The technique developed to identify a person with the help of DNA restriction analysis, is known as DNA profiling or DNA fingerprinting.

The technique of finger printing was first given by British geneticist, Dr. Alec Jeffreys in 1984.

DNA fingerprinting technique is based on identification of nucleotide sequence present in this wonder molecule.

About 99.9% of nucleotide sequence in all persons, is same. Only some short sequences of nucleotides differ from person to person.

In the population, every person shows unusual sequences of 20-100 base pairs, which are repeated several times. They are termed as Variable Number of Tandem Repeats (VNTRs).

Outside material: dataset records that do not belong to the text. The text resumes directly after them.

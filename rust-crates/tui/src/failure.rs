use std::fmt;

/// Why a write failed, recovered from the wallet or node message.
#[derive(Clone, Debug, PartialEq, Eq)]
pub enum TxFailure {
    UserCancelled,
    InsufficientFunds,
    RandomnessNotReady,
    NoActiveSession,
    NoPrizeToClaim,
    ChainRevert(String),
    Unknown,
}

const USER_CANCELLED: &[&str] = &[
    "user rejected",
    "user denied",
    "user cancelled",
    "user canceled",
];
const INSUFFICIENT_FUNDS: &[&str] = &["insufficient funds", "insufficient balance"];
const RANDOMNESS_NOT_READY: &[&str] = &[
    "seed not ready",
    "seednotready",
    "randomness not ready",
    "randomnessnotready",
];
const NO_ACTIVE_SESSION: &[&str] = &[
    "no active session",
    "noactivesession",
    "no active game",
];
const NO_PRIZE: &[&str] = &["no prize", "noprize", "nothing to claim"];

const REASON_STRING_MARKER: &str = "reverted with reason string '";
const REVERTED_MARKER: &str = "execution reverted:";

impl TxFailure {
    /// First match wins, in the order the variants are declared.
    pub fn classify(message: &str) -> Self {
        let lower = message.to_lowercase();
        let mentions = |needles: &[&str]| needles.iter().any(|n| lower.contains(n));

        if mentions(USER_CANCELLED) {
            TxFailure::UserCancelled
        } else if mentions(INSUFFICIENT_FUNDS) {
            TxFailure::InsufficientFunds
        } else if mentions(RANDOMNESS_NOT_READY) {
            TxFailure::RandomnessNotReady
        } else if mentions(NO_ACTIVE_SESSION) {
            TxFailure::NoActiveSession
        } else if mentions(NO_PRIZE) {
            TxFailure::NoPrizeToClaim
        } else if let Some(reason) = revert_reason(message) {
            TxFailure::ChainRevert(reason)
        } else {
            TxFailure::Unknown
        }
    }

    pub fn user_message(&self) -> String {
        match self {
            TxFailure::UserCancelled => "Transaction cancelled".to_string(),
            TxFailure::InsufficientFunds => "Insufficient ETH balance".to_string(),
            TxFailure::RandomnessNotReady => {
                "Randomness not ready yet, please wait".to_string()
            }
            TxFailure::NoActiveSession => "No active game session".to_string(),
            TxFailure::NoPrizeToClaim => "No prize available to claim".to_string(),
            TxFailure::ChainRevert(reason) => reason.clone(),
            TxFailure::Unknown => "Transaction failed".to_string(),
        }
    }
}

impl fmt::Display for TxFailure {
    fn fmt(&self, f: &mut fmt::Formatter<'_>) -> fmt::Result {
        f.write_str(&self.user_message())
    }
}

// Markers are ASCII, so byte offsets found in the lowercased copy line up
// with the original message.
fn revert_reason(message: &str) -> Option<String> {
    let lower = message.to_ascii_lowercase();
    if let Some(start) = lower.find(REASON_STRING_MARKER) {
        let rest = &message[start + REASON_STRING_MARKER.len()..];
        let end = rest.find('\'').unwrap_or(rest.len());
        return non_empty(&rest[..end]);
    }
    if let Some(start) = lower.find(REVERTED_MARKER) {
        let rest = &message[start + REVERTED_MARKER.len()..];
        let end = rest.find(['\n', '(']).unwrap_or(rest.len());
        return non_empty(rest[..end].trim_end_matches([',', '.', ';']));
    }
    None
}

fn non_empty(reason: &str) -> Option<String> {
    let reason = reason.trim().trim_matches('"');
    (!reason.is_empty()).then(|| reason.to_string())
}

The length of the regions having VNTRs is different in each individual and hence is the key factor in DNA profiling. Steps involved in DNA finger printing are as follows:

1. Isolation of DNA:

The DNA must be recovered from the cells or tissues of the body (host). Only small amount of tissue like blood, hair roots, skin, etc. is required.

2. Restriction digestion:

The isolated DNA is treated with restriction enzymes. The restriction enzymes cut the DNA into small fragments having variable lengths.

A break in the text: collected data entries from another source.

use clap::{
    Parser,
    ValueEnum,
};
use claw_flip::{
    config::{
        AppConfig,
        DEFAULT_LOG_DIR,
        ReceiptPolicy,
        expand_path,
    },
    logging::init_tracing,
};
use color_eyre::eyre::{
    Result,
    eyre,
};
use deployments::{
    DeploymentEnv,
    DeploymentStore,
};
use flip_abi::Address;
use std::time::Duration;

mod client;
mod ui;

#[derive(Clone, Copy, Debug, ValueEnum)]
enum Network {
    BaseSepolia,
    Local,
}

impl From<Network> for DeploymentEnv {
    fn from(network: Network) -> Self {
        match network {
            Network::BaseSepolia => DeploymentEnv::BaseSepolia,
            Network::Local => DeploymentEnv::Local,
        }
    }
}

/// Terminal client for the Claw Flip coin-flip game.
#[derive(Parser, Debug)]
#[command(version, about, long_about = None)]
struct Args {
    #[arg(long, value_enum, default_value_t = Network::BaseSepolia)]
    network: Network,

    /// JSON-RPC endpoint exposing the signing account
    #[arg(long)]
    rpc_url: Option<String>,

    /// Game contract address; overrides the recorded deployment
    #[arg(long)]
    contract: Option<Address>,

    /// Remember `--contract` as this network's deployment
    #[arg(long, requires = "contract")]
    save_contract: bool,

    #[arg(long, default_value = DEFAULT_LOG_DIR)]
    log_dir: String,

    #[arg(long, default_value_t = 120)]
    receipt_timeout_secs: u64,
}

#[tokio::main(flavor = "current_thread")]
async fn main() -> Result<()> {
    color_eyre::install()?;
    let args = Args::parse();
    init_tracing(&expand_path(&args.log_dir))?;
    tracing::info!("starting claw-flip client");

    deployments::ensure_structure().map_err(|e| eyre!(e))?;
    let env = DeploymentEnv::from(args.network);
    if args.save_contract
        && let Some(contract) = &args.contract
    {
        let url = args.rpc_url.as_deref().unwrap_or(env.default_rpc_url());
        let explorer = env.known_deployment().and_then(|record| record.explorer_url);
        deployments::record_deployment(env, contract, url, explorer).map_err(|e| eyre!(e))?;
        tracing::info!(%contract, %env, "recorded deployment");
    }

    let store = DeploymentStore::new(env).map_err(|e| eyre!(e))?;
    let receipt = ReceiptPolicy {
        timeout: Duration::from_secs(args.receipt_timeout_secs),
        ..ReceiptPolicy::default()
    };
    let config = AppConfig::resolve(env, args.rpc_url, args.contract, &store, receipt)?;
    client::run_app(config).await
}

This phenomenon is called Restriction Fragment Length Polymorphism (RFLP).

3. Gel electrophoresis:

The DNA samples are loaded for agarose gel electrophoresis under an electric influence. The DNA fragments, which are negatively charged move to the positive pole. The movement of these fragments depends on length of the fragments. This results in formation of bands. dsDNA splits into ssDNA by alkali treatment.

4. Southern blotting:

The separated DNA fragments are transferred to a nylon membrane or a nitrocellulose filter paper by placing it over the gel and soaking them with filter paper overnight.

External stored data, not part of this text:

use crate::{
    config::ReceiptPolicy,
    rpc,
};
use alloy::{
    network::ReceiptResponse,
    providers::{
        DynProvider,
        Provider,
    },
    rpc::types::{
        BlockId,
        TransactionInput,
        TransactionRequest,
    },
};
use color_eyre::eyre::{
    Result,
    WrapErr,
    eyre,
};
use flip_abi::{
    Address,
    Bytes,
    ContractWrite,
    FlipResult,
    GameStats,
    Log,
    RoundRecord,
    SessionRecord,
    TxHash,
    Wei,
    decode_flip_result,
    decode_round,
    decode_session,
    decode_stats,
    decode_wei,
    reads,
};
use std::future::Future;
use tokio::time;
use tracing::{
    debug,
    warn,
};

#[derive(Clone, Debug, PartialEq, Eq)]
pub struct Receipt {
    pub hash: TxHash,
    pub success: bool,
    pub block_number: u64,
    pub logs: Vec<Log>,
}

impl Receipt {
    /// `FlipResult` events emitted by `contract` in this transaction.
    pub fn flip_results(&self, contract: Address) -> Vec<FlipResult> {
        self.logs
            .iter()
            .filter(|log| log.address == contract)
            .filter_map(|log| match decode_flip_result(&log.data) {
                Ok(result) => result,
                Err(err) => {
                    warn!(%err, hash = %self.hash, "undecodable FlipResult log");
                    None
                }
            })
            .collect()
    }
}

/// Everything the client needs from the wallet and the game contract.
///
/// `submit` resolves once the wallet has accepted and broadcast the write;
/// `wait_for_receipt` resolves once it is included.
pub trait GameContract: Send + Sync + 'static {
    fn contract_address(&self) -> Address;

    fn connected_account(&self) -> impl Future<Output = Result<Option<Address>>> + Send;

    fn session(&self, player: Address) -> impl Future<Output = Result<SessionRecord>> + Send;

    fn current_round(&self) -> impl Future<Output = Result<RoundRecord>> + Send;

    fn unclaimed_prize(&self, player: Address) -> impl Future<Output = Result<Wei>> + Send;

    fn buyback_accumulator(&self) -> impl Future<Output = Result<Wei>> + Send;

    fn min_entry(&self) -> impl Future<Output = Result<Wei>> + Send;

    fn stats(&self) -> impl Future<Output = Result<GameStats>> + Send;

    fn balance(&self, account: Address) -> impl Future<Output = Result<Wei>> + Send;

    fn submit(
        &self,
        from: Address,
        write: ContractWrite,
    ) -> impl Future<Output = Result<TxHash>> + Send;

    fn wait_for_receipt(&self, hash: TxHash) -> impl Future<Output = Result<Receipt>> + Send;

    /// Replays `write` against the state at `block` and returns the
    /// endpoint's rejection message, if the replay fails.
    fn revert_reason(
        &self,
        from: Address,
        write: ContractWrite,
        block: u64,
    ) -> impl Future<Output = Result<Option<String>>> + Send;
}

/// [`GameContract`] over EVM JSON-RPC. The endpoint must expose a signing
/// account (`eth_accounts` / `eth_sendTransaction`); this client never
/// touches keys.
#[derive(Clone)]
pub struct RpcGameContract {
    provider: DynProvider,
    contract: Address,
    receipt: ReceiptPolicy,
}

impl RpcGameContract {
    pub fn new(rpc_url: &str, contract: Address, receipt: ReceiptPolicy) -> Result<Self> {
        Ok(Self {
            provider: rpc::connect(rpc_url)?,
            contract,
            receipt,
        })
    }

    fn request(&self, calldata: Vec<u8>) -> TransactionRequest {
        TransactionRequest::default()
            .to(self.contract)
            .input(TransactionInput::both(Bytes::from(calldata)))
    }

    async fn call(&self, what: &'static str, calldata: Vec<u8>) -> Result<Bytes> {
        self.provider
            .call(self.request(calldata))
            .await
            .map_err(|err| rpc::describe("eth_call", err))
            .wrap_err_with(|| format!("reading {what} failed"))
    }

    async fn fetch_receipt(&self, hash: TxHash) -> Result<Option<Receipt>> {
        let Some(receipt) = self
            .provider
            .get_transaction_receipt(hash)
            .await
            .map_err(|err| rpc::describe("eth_getTransactionReceipt", err))?
        else {
            return Ok(None);
        };
        Ok(Some(Receipt {
            hash: receipt.transaction_hash(),
            success: receipt.status(),
            block_number: receipt.block_number().unwrap_or_default(),
            logs: receipt
                .inner
                .logs()
                .iter()
                .map(|log| log.inner.clone())
                .collect(),
        }))
    }
}

impl GameContract for RpcGameContract {
    fn contract_address(&self) -> Address {
        self.contract
    }

    async fn connected_account(&self) -> Result<Option<Address>> {
        let accounts = self
            .provider
            .get_accounts()
            .await
            .map_err(|err| rpc::describe("eth_accounts", err))?;
        Ok(accounts.first().copied())
    }

    async fn session(&self, player: Address) -> Result<SessionRecord> {
        let data = self.call("getSession", reads::session(player)).await?;
        decode_session(&data).wrap_err("invalid getSession payload")
    }

    async fn current_round(&self) -> Result<RoundRecord> {
        let data = self.call("getCurrentRound", reads::current_round()).await?;
        decode_round(&data).wrap_err("invalid getCurrentRound payload")
    }

    async fn unclaimed_prize(&self, player: Address) -> Result<Wei> {
        let data = self
            .call("getUnclaimedPrize", reads::unclaimed_prize(player))
            .await?;
        decode_wei(&data).wrap_err("invalid getUnclaimedPrize payload")
    }

    async fn buyback_accumulator(&self) -> Result<Wei> {
        let data = self
            .call("buybackAccumulator", reads::buyback_accumulator())
            .await?;
        decode_wei(&data).wrap_err("invalid buybackAccumulator payload")
    }

    async fn min_entry(&self) -> Result<Wei> {
        let data = self.call("minEntry", reads::min_entry()).await?;
        decode_wei(&data).wrap_err("invalid minEntry payload")
    }

    async fn stats(&self) -> Result<GameStats> {
        let data = self.call("getStats", reads::stats()).await?;
        decode_stats(&data).wrap_err("invalid getStats payload")
    }

    async fn balance(&self, account: Address) -> Result<Wei> {
        self.provider
            .get_balance(account)
            .await
            .map_err(|err| rpc::describe("eth_getBalance", err))
    }

    async fn submit(&self, from: Address, write: ContractWrite) -> Result<TxHash> {
        debug!(call = write.name(), %from, "sending transaction to wallet");
        let tx = self
            .request(write.calldata())
            .from(from)
            .value(write.value());
        let pending = self
            .provider
            .send_transaction(tx)
            .await
            .map_err(|err| rpc::describe("eth_sendTransaction", err))?;
        Ok(*pending.tx_hash())
    }

    /// Polls until the receipt appears or the policy's timeout elapses. A
    /// failed poll is logged and retried.
    async fn wait_for_receipt(&self, hash: TxHash) -> Result<Receipt> {
        let mut last_error = None;
        let poll = async {
            loop {
                match self.fetch_receipt(hash).await {
                    Ok(Some(receipt)) => return receipt,
                    Ok(None) => {}
                    Err(err) => {
                        warn!(%hash, error = %format!("{err:#}"), "receipt poll failed, retrying");
                        last_error = Some(err);
                    }
                }
                time::sleep(self.receipt.poll_interval).await;
            }
        };
        let outcome = time::timeout(self.receipt.timeout, poll).await;
        match outcome {
            Ok(receipt) => Ok(receipt),
            Err(_) => match last_error {
                Some(err) => Err(err.wrap_err(format!("timed out waiting for receipt of {hash}"))),
                None => Err(eyre!("timed out waiting for receipt of {hash}")),
            },
        }
    }

    async fn revert_reason(
        &self,
        from: Address,
        write: ContractWrite,
        block: u64,
    ) -> Result<Option<String>> {
        let tx = self
            .request(write.calldata())
            .from(from)
            .value(write.value());
        match self.provider.call(tx).block(BlockId::number(block)).await {
            Ok(_) => Ok(None),
            Err(err) => match err.as_error_resp() {
                Some(payload) => Ok(Some(rpc::describe_payload(payload))),
                None => Err(rpc::describe("eth_call", err)),
            },
        }
    }
}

5. Selection of DNA probe:

A known sequence of single- stranded DNA is prepared. It is called DNA Probe. DNA Probe is obtained from organisms or prepared by cDNA preparation method. The DNA probe is labelled with radioactive isotopes.

6. Hybridization:

Probe DNA is added to the nitrocellulose filter paper containing host DNA. The single-stranded DNA probe pairs with the complementary base sequence of the host DNA strand. As a result DNA-DNA hybrids are formed on the nitrocellulose filter paper. Remaining single stranded DNA probe fragments are washed off.

7. Photography:

The nitrocellulose filter paper is photographed on an X-ray film by autoradiography. The film is analysed to determine the presence of hybrid DNA.

Application of DNA fingerprinting

1. In forensic science, DNA finger printing is used to solve problems of rape and some complicated murder cases.

2. DNA finger printing is used to find out the biological father or mother or both, of the child, in case of disputed parentage.

3. DNA finger printing is used in pedigree analysis in cats, dogs, horses and humans.